▶ _DATA LISTING_
++++++++++++++++++++
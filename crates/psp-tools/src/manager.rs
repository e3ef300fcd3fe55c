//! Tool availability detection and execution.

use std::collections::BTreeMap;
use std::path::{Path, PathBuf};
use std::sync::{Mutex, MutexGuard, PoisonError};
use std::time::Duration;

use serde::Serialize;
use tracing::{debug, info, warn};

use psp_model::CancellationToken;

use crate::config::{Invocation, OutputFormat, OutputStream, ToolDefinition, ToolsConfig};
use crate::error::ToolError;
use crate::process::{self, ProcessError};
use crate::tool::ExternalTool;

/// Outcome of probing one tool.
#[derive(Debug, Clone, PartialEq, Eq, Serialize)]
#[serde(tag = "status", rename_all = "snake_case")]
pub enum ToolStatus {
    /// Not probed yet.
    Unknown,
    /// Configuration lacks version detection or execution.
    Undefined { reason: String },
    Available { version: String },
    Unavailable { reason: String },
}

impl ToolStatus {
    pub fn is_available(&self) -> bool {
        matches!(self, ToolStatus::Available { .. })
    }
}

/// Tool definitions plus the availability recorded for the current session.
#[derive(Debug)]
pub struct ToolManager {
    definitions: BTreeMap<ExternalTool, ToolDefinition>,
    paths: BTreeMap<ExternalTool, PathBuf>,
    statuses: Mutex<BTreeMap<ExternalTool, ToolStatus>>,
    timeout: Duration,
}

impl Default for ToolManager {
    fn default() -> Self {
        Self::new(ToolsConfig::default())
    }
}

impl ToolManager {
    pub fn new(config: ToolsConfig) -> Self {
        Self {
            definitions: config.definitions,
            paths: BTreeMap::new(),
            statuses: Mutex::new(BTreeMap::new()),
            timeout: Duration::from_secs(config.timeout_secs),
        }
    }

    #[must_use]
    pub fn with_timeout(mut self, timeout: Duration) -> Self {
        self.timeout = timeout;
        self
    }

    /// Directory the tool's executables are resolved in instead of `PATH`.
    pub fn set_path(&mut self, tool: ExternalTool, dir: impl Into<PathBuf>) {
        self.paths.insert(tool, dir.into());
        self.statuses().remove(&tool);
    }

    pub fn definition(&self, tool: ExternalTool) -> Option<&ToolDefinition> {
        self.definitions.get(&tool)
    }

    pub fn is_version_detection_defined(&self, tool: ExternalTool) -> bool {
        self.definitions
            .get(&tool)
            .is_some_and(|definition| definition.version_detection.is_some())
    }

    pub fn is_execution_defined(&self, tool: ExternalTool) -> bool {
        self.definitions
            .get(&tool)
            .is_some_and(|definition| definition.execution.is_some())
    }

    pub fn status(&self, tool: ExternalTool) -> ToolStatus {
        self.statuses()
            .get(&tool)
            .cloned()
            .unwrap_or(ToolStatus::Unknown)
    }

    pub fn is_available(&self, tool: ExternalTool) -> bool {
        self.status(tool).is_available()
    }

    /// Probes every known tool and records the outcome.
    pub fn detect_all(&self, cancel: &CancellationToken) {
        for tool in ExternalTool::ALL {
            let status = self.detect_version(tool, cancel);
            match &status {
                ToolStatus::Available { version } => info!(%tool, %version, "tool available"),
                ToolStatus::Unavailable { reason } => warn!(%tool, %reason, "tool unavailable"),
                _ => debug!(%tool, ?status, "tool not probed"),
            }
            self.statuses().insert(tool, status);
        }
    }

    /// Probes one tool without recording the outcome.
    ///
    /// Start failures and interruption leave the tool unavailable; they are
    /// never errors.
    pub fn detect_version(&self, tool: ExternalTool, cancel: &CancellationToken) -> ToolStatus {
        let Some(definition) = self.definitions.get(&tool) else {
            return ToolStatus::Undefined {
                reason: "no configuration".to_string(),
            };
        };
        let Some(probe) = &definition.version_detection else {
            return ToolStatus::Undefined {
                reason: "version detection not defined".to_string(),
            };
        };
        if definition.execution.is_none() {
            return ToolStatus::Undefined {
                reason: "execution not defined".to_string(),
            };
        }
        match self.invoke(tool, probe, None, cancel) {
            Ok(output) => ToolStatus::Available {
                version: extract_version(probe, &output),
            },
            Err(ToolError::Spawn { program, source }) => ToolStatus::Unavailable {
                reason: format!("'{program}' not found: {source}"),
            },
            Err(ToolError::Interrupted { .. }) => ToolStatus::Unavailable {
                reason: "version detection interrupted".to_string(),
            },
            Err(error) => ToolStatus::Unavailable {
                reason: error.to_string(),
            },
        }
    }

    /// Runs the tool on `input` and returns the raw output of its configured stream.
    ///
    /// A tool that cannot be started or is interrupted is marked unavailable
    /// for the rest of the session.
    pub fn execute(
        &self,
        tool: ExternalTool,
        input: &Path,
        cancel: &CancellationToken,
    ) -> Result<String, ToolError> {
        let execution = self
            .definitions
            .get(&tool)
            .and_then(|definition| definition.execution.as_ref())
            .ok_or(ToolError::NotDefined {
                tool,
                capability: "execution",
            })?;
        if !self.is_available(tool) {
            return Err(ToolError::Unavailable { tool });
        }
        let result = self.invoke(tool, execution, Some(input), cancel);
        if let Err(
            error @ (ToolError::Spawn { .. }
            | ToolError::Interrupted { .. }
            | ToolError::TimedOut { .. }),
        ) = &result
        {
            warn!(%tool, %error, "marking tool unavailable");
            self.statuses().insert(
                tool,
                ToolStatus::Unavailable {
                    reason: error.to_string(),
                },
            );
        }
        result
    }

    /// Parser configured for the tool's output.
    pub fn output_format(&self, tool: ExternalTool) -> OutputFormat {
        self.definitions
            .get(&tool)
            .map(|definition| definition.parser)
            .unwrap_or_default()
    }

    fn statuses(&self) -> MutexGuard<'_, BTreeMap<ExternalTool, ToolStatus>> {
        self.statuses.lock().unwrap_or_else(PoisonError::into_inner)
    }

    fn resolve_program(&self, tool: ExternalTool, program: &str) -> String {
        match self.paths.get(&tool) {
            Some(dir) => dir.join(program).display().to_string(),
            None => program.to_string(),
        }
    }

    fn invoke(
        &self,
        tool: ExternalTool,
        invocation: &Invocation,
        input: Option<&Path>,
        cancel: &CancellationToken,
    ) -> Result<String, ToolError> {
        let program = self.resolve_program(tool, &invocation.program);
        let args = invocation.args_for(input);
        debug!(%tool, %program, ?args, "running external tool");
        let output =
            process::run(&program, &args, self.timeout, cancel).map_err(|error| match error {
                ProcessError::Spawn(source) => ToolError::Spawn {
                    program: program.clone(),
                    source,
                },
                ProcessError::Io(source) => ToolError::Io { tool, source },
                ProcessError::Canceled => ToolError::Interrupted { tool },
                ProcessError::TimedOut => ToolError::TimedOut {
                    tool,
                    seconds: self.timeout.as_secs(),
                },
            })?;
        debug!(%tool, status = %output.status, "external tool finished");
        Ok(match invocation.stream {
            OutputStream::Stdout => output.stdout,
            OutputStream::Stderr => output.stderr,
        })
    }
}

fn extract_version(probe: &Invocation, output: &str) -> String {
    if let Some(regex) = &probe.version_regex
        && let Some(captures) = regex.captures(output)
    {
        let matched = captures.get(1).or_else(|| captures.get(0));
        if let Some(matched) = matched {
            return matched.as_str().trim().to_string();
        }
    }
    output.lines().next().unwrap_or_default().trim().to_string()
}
++++++++++++++++++++
▶ _WHAT IS BEING ASKED_
Each record must be output word for word.

▶ _SOLUTION_
filename crates/psp-tools/src/manager.rs
repository e3ef300fcd3fe55c
//! Tool availability detection and execution.

use std::collections::BTreeMap;
use std::path::{Path, PathBuf};
use std::sync::{Mutex, MutexGuard, PoisonError};
use std::time::Duration;

use serde::Serialize;
use tracing::{debug, info, warn};

use psp_model::CancellationToken;

use crate::config::{Invocation, OutputFormat, OutputStream, ToolDefinition, ToolsConfig};
use crate::error::ToolError;
use crate::process::{self, ProcessError};
use crate::tool::ExternalTool;

/// Outcome of probing one tool.
#[derive(Debug, Clone, PartialEq, Eq, Serialize)]
#[serde(tag = "status", rename_all = "snake_case")]
pub enum ToolStatus {
    /// Not probed yet.
    Unknown,
    /// Configuration lacks version detection or execution.
    Undefined { reason: String },
    Available { version: String },
    Unavailable { reason: String },
}

impl ToolStatus {
    pub fn is_available(&self) -> bool {
        matches!(self, ToolStatus::Available { .. })
    }
}

/// Tool definitions plus the availability recorded for the current session.
#[derive(Debug)]
pub struct ToolManager {
    definitions: BTreeMap<ExternalTool, ToolDefinition>,
    paths: BTreeMap<ExternalTool, PathBuf>,
    statuses: Mutex<BTreeMap<ExternalTool, ToolStatus>>,
    timeout: Duration,
}

impl Default for ToolManager {
    fn default() -> Self {
        Self::new(ToolsConfig::default())
    }
}

impl ToolManager {
    pub fn new(config: ToolsConfig) -> Self {
        Self {
            definitions: config.definitions,
            paths: BTreeMap::new(),
            statuses: Mutex::new(BTreeMap::new()),
            timeout: Duration::from_secs(config.timeout_secs),
        }
    }

    #[must_use]
    pub fn with_timeout(mut self, timeout: Duration) -> Self {
        self.timeout = timeout;
        self
    }

    /// Directory the tool's executables are resolved in instead of `PATH`.
    pub fn set_path(&mut self, tool: ExternalTool, dir: impl Into<PathBuf>) {
        self.paths.insert(tool, dir.into());
        self.statuses().remove(&tool);
    }

    pub fn definition(&self, tool: ExternalTool) -> Option<&ToolDefinition> {
        self.definitions.get(&tool)
    }

    pub fn is_version_detection_defined(&self, tool: ExternalTool) -> bool {
        self.definitions
            .get(&tool)
            .is_some_and(|definition| definition.version_detection.is_some())
    }

    pub fn is_execution_defined(&self, tool: ExternalTool) -> bool {
        self.definitions
            .get(&tool)
            .is_some_and(|definition| definition.execution.is_some())
    }

    pub fn status(&self, tool: ExternalTool) -> ToolStatus {
        self.statuses()
            .get(&tool)
            .cloned()
            .unwrap_or(ToolStatus::Unknown)
    }

    pub fn is_available(&self, tool: ExternalTool) -> bool {
        self.status(tool).is_available()
    }

    /// Probes every known tool and records the outcome.
    pub fn detect_all(&self, cancel: &CancellationToken) {
        for tool in ExternalTool::ALL {
            let status = self.detect_version(tool, cancel);
            match &status {
                ToolStatus::Available { version } => info!(%tool, %version, "tool available"),
                ToolStatus::Unavailable { reason } => warn!(%tool, %reason, "tool unavailable"),
                _ => debug!(%tool, ?status, "tool not probed"),
            }
            self.statuses().insert(tool, status);
        }
    }

    /// Probes one tool without recording the outcome.
    ///
    /// Start failures and interruption leave the tool unavailable; they are
    /// never errors.
    pub fn detect_version(&self, tool: ExternalTool, cancel: &CancellationToken) -> ToolStatus {
        let Some(definition) = self.definitions.get(&tool) else {
            return ToolStatus::Undefined {
                reason: "no configuration".to_string(),
            };
        };
        let Some(probe) = &definition.version_detection else {
            return ToolStatus::Undefined {
                reason: "version detection not defined".to_string(),
            };
        };
        if definition.execution.is_none() {
            return ToolStatus::Undefined {
                reason: "execution not defined".to_string(),
            };
        }
        match self.invoke(tool, probe, None, cancel) {
            Ok(output) => ToolStatus::Available {
                version: extract_version(probe, &output),
            },
            Err(ToolError::Spawn { program, source }) => ToolStatus::Unavailable {
                reason: format!("'{program}' not found: {source}"),
            },
            Err(ToolError::Interrupted { .. }) => ToolStatus::Unavailable {
                reason: "version detection interrupted".to_string(),
            },
            Err(error) => ToolStatus::Unavailable {
                reason: error.to_string(),
            },
        }
    }

    /// Runs the tool on `input` and returns the raw output of its configured stream.
    ///
    /// A tool that cannot be started or is interrupted is marked unavailable
    /// for the rest of the session.
    pub fn execute(
        &self,
        tool: ExternalTool,
        input: &Path,
        cancel: &CancellationToken,
    ) -> Result<String, ToolError> {
        let execution = self
            .definitions
            .get(&tool)
            .and_then(|definition| definition.execution.as_ref())
            .ok_or(ToolError::NotDefined {
                tool,
                capability: "execution",
            })?;
        if !self.is_available(tool) {
            return Err(ToolError::Unavailable { tool });
        }
        let result = self.invoke(tool, execution, Some(input), cancel);
        if let Err(
            error @ (ToolError::Spawn { .. }
            | ToolError::Interrupted { .. }
            | ToolError::TimedOut { .. }),
        ) = &result
        {
            warn!(%tool, %error, "marking tool unavailable");
            self.statuses().insert(
                tool,
                ToolStatus::Unavailable {
                    reason: error.to_string(),
                },
            );
        }
        result
    }

    /// Parser configured for the tool's output.
    pub fn output_format(&self, tool: ExternalTool) -> OutputFormat {
        self.definitions
            .get(&tool)
            .map(|definition| definition.parser)
            .unwrap_or_default()
    }

    fn statuses(&self) -> MutexGuard<'_, BTreeMap<ExternalTool, ToolStatus>> {
        self.statuses.lock().unwrap_or_else(PoisonError::into_inner)
    }

    fn resolve_program(&self, tool: ExternalTool, program: &str) -> String {
        match self.paths.get(&tool) {
            Some(dir) => dir.join(program).display().to_string(),
            None => program.to_string(),
        }
    }

    fn invoke(
        &self,
        tool: ExternalTool,
        invocation: &Invocation,
        input: Option<&Path>,
        cancel: &CancellationToken,
    ) -> Result<String, ToolError> {
        let program = self.resolve_program(tool, &invocation.program);
        let args = invocation.args_for(input);
        debug!(%tool, %program, ?args, "running external tool");
        let output =
            process::run(&program, &args, self.timeout, cancel).map_err(|error| match error {
                ProcessError::Spawn(source) => ToolError::Spawn {
                    program: program.clone(),
                    source,
                },
                ProcessError::Io(source) => ToolError::Io { tool, source },
                ProcessError::Canceled => ToolError::Interrupted { tool },
                ProcessError::TimedOut => ToolError::TimedOut {
                    tool,
                    seconds: self.timeout.as_secs(),
                },
            })?;
        debug!(%tool, status = %output.status, "external tool finished");
        Ok(match invocation.stream {
            OutputStream::Stdout => output.stdout,
            OutputStream::Stderr => output.stderr,
        })
    }
}

fn extract_version(probe: &Invocation, output: &str) -> String {
    if let Some(regex) = &probe.version_regex
        && let Some(captures) = regex.captures(output)
    {
        let matched = captures.get(1).or_else(|| captures.get(0));
        if let Some(matched) = matched {
            return matched.as_str().trim().to_string();
        }
    }
    output.lines().next().unwrap_or_default().trim().to_string()
}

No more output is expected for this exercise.